(Dataset excerpts)
■ ■ ■ ■ ■
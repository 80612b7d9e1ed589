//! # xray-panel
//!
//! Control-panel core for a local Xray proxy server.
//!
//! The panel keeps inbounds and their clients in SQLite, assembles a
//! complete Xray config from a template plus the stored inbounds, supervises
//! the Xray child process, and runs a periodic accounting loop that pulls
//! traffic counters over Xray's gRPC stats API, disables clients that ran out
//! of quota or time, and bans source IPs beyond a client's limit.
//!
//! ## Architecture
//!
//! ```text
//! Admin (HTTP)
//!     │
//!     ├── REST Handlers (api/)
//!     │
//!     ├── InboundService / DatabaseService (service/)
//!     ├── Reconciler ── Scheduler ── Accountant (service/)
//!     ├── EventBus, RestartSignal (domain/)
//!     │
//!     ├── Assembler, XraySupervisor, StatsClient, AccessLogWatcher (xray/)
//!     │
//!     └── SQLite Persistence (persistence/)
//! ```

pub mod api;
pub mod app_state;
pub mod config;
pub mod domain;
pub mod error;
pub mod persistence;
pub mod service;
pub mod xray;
■ ■ ■ ■ ■
- [Your instructions]: What you give back must be the stretch above, starting at the line with "loop that pulls" and ending at the line with "pub mod app_state;", copied exactly.

- [Output for this exercise]:
//! the Xray child process, and runs a periodic accounting loop that pulls
//! traffic counters over Xray's gRPC stats API, disables clients that ran out
//! of quota or time, and bans source IPs beyond a client's limit.
//!
//! ## Architecture
//!
//! ```text
//! Admin (HTTP)
//!     │
//!     ├── REST Handlers (api/)
//!     │
//!     ├── InboundService / DatabaseService (service/)
//!     ├── Reconciler ── Scheduler ── Accountant (service/)
//!     ├── EventBus, RestartSignal (domain/)
//!     │
//!     ├── Assembler, XraySupervisor, StatsClient, AccessLogWatcher (xray/)
//!     │
//!     └── SQLite Persistence (persistence/)
//! ```

pub mod api;
pub mod app_state;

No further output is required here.